Please output the data below exactly as given, starting at its first line and stopping after the line that contains "use std::path::Path;".

▶ [Supplied information]:
'''

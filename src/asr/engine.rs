//! Batch speech-to-text engines.
//!
//! [`SttEngine`] decodes one complete buffer of 16 kHz mono audio into text.
//! [`super::StreamingRecognizer`] calls it repeatedly on the growing utterance
//! to emulate a streaming recognizer.  [`WhisperEngine`] is the production
//! implementation; `MockSttEngine` (tests only) replays scripted answers.

use std::path::Path;

use thiserror::Error;
use whisper_rs::{FullParams, SamplingStrategy, WhisperContext, WhisperContextParameters};

use super::transcribe::TranscribeParams;

/// 0.5 s at 16 kHz; Whisper refuses anything shorter.
pub const MIN_AUDIO_SAMPLES: usize = 8_000;
/// 60 s at 16 kHz.
pub const MAX_AUDIO_SAMPLES: usize = 960_000;

#[derive(Debug, Clone, Error)]
pub enum SttError {
    #[error("model not found: {0}")]
    ModelNotFound(String),

    #[error("whisper context initialisation failed: {0}")]
    ContextInit(String),

    #[error("transcription failed: {0}")]
    Transcription(String),

    #[error("audio too short: {0} samples (minimum {MIN_AUDIO_SAMPLES})")]
    AudioTooShort(usize),

    #[error("audio too long: {0} samples (maximum {MAX_AUDIO_SAMPLES})")]
    AudioTooLong(usize),
}

/// Whole-buffer decoder. Input is 16 kHz mono `f32`.
pub trait SttEngine: Send {
    fn transcribe(&self, audio: &[f32]) -> Result<String, SttError>;
}

fn check_length(audio: &[f32]) -> Result<(), SttError> {
    match audio.len() {
        n if n < MIN_AUDIO_SAMPLES => Err(SttError::AudioTooShort(n)),
        n if n > MAX_AUDIO_SAMPLES => Err(SttError::AudioTooLong(n)),
        _ => Ok(()),
    }
}

/// Drop Whisper's non-speech annotations such as `[BLANK_AUDIO]` or `(音乐)`.
fn is_annotation(segment: &str) -> bool {
    let s = segment.trim();
    s.is_empty()
        || (s.starts_with('[') && s.ends_with(']'))
        || (s.starts_with('(') && s.ends_with(')'))
        || (s.starts_with('（') && s.ends_with('）'))
}

// ---------------------------------------------------------------------------
// WhisperEngine
// ---------------------------------------------------------------------------

pub struct WhisperEngine {
    ctx: WhisperContext,
    params: TranscribeParams,
}

impl std::fmt::Debug for WhisperEngine {
    fn fmt(&self, f: &mut std::fmt::Formatter<'_>) -> std::fmt::Result {
        f.debug_struct("WhisperEngine")
            .field("params", &self.params)
            .finish_non_exhaustive()
    }
}

// SAFETY: whisper-rs declares WhisperContext Send + Sync; the weights are
// read-only once loaded and every decode creates its own state.
unsafe impl Send for WhisperEngine {}

impl WhisperEngine {
    /// Load a GGML model file.
    ///
    /// # Errors
    ///
    /// [`SttError::ModelNotFound`] when the file is missing (or its path is not
    /// UTF-8), [`SttError::ContextInit`] when whisper.cpp rejects it.
    pub fn load(model_path: impl AsRef<Path>, params: TranscribeParams) -> Result<Self, SttError> {
        let path = model_path.as_ref();
        let path_str = path
            .exists()
            .then(|| path.to_str())
            .flatten()
            .ok_or_else(|| SttError::ModelNotFound(path.display().to_string()))?;

        let ctx = WhisperContext::new_with_params(path_str, WhisperContextParameters::default())
            .map_err(|e| SttError::ContextInit(e.to_string()))?;

        log::info!("asr: loaded whisper model {}", path.display());
        Ok(Self { ctx, params })
    }

    pub fn params(&self) -> &TranscribeParams {
        &self.params
    }

    fn full_params(&self) -> FullParams<'_, '_> {
        let mut fp = FullParams::new(SamplingStrategy::Greedy {
            best_of: self.params.best_of,
        });
        fp.set_language(self.params.language_hint());
        fp.set_n_threads(self.params.n_threads);
        if let Some(prompt) = &self.params.initial_prompt {
            fp.set_initial_prompt(prompt);
        }
        // Each decode covers the current utterance only.
        fp.set_no_context(true);
        fp.set_print_progress(false);
        fp.set_print_realtime(false);
        fp.set_print_special(false);
        fp.set_print_timestamps(false);
        fp
    }
}

impl SttEngine for WhisperEngine {
    fn transcribe(&self, audio: &[f32]) -> Result<String, SttError> {
        check_length(audio)?;

        let mut state = self
            .ctx
            .create_state()
            .map_err(|e| SttError::ContextInit(e.to_string()))?;
        state
            .full(self.full_params(), audio)
            .map_err(|e| SttError::Transcription(e.to_string()))?;

        let n = state
            .full_n_segments()
            .map_err(|e| SttError::Transcription(e.to_string()))?;

        let mut text = String::new();
        for i in 0..n {
            let segment = state
                .full_get_segment_text(i)
                .map_err(|e| SttError::Transcription(format!("segment {i}: {e}")))?;
            if !is_annotation(&segment) {
                text.push_str(segment.trim());
            }
        }
        Ok(text)
    }
}

// ---------------------------------------------------------------------------
// MockSttEngine  (test-only)
// ---------------------------------------------------------------------------

/// Replays scripted transcripts; the last one repeats once the script runs
/// out. Enforces the same length contract as Whisper.
#[cfg(test)]
pub struct MockSttEngine {
    script: std::sync::Mutex<std::collections::VecDeque<Result<String, SttError>>>,
    last: std::sync::Mutex<Result<String, SttError>>,
    calls: std::sync::atomic::AtomicUsize,
}

#[cfg(test)]
impl MockSttEngine {
    pub fn ok(text: impl Into<String>) -> Self {
        Self::script(vec![Ok(text.into())])
    }

    pub fn script(responses: Vec<Result<String, SttError>>) -> Self {
        Self {
            script: std::sync::Mutex::new(responses.into()),
            last: std::sync::Mutex::new(Ok(String::new())),
            calls: std::sync::atomic::AtomicUsize::new(0),
        }
    }

    pub fn calls(&self) -> usize {
        self.calls.load(std::sync::atomic::Ordering::SeqCst)
    }
}

#[cfg(test)]
impl SttEngine for MockSttEngine {
    fn transcribe(&self, audio: &[f32]) -> Result<String, SttError> {
        check_length(audio)?;
        self.calls.fetch_add(1, std::sync::atomic::Ordering::SeqCst);
        let mut last = self.last.lock().unwrap();
        if let Some(next) = self.script.lock().unwrap().pop_front() {
            *last = next;
        }
        last.clone()
    }
}

#[cfg(test)]
mod tests {
    use super::*;

    #[test]
    fn mock_replays_then_repeats_last() {
        let engine = MockSttEngine::script(vec![Ok("我要".into()), Ok("我要咖啡".into())]);
        let audio = vec![0.0_f32; MIN_AUDIO_SAMPLES];
        assert_eq!(engine.transcribe(&audio).unwrap(), "我要");
        assert_eq!(engine.transcribe(&audio).unwrap(), "我要咖啡");
        assert_eq!(engine.transcribe(&audio).unwrap(), "我要咖啡");
        assert_eq!(engine.calls(), 3);
    }

    #[test]
    fn length_contract() {
        let engine = MockSttEngine::ok("x");
        assert!(matches!(
            engine.transcribe(&vec![0.0; MIN_AUDIO_SAMPLES - 1]),
            Err(SttError::AudioTooShort(7_999))
        ));
        assert!(matches!(
            engine.transcribe(&vec![0.0; MAX_AUDIO_SAMPLES + 1]),
            Err(SttError::AudioTooLong(_))
        ));
        assert_eq!(engine.calls(), 0);
    }

    #[test]
    fn missing_model_is_model_not_found() {
        let result = WhisperEngine::load("/nonexistent/ggml-base.bin", TranscribeParams::default());
        assert!(
            matches!(result, Err(SttError::ModelNotFound(ref p)) if p.contains("ggml-base.bin")),
            "got {result:?}"
        );
    }

    #[test]
    fn annotations_are_filtered() {
        assert!(is_annotation(" [BLANK_AUDIO]"));
        assert!(is_annotation("(音乐)"));
        assert!(is_annotation("（笑声）"));
        assert!(is_annotation("   "));
        assert!(!is_annotation("我要去三楼"));
    }

    #[test]
    fn box_dyn_engine() {
        let engine: Box<dyn SttEngine> = Box::new(MockSttEngine::ok("ok"));
        assert_eq!(engine.transcribe(&vec![0.0; MIN_AUDIO_SAMPLES]).unwrap(), "ok");
    }
}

'''

▶ [Answer box]:
filename src/asr/engine.rs
//! Batch speech-to-text engines.
//!
//! [`SttEngine`] decodes one complete buffer of 16 kHz mono audio into text.
//! [`super::StreamingRecognizer`] calls it repeatedly on the growing utterance
//! to emulate a streaming recognizer.  [`WhisperEngine`] is the production
//! implementation; `MockSttEngine` (tests only) replays scripted answers.

use std::path::Path;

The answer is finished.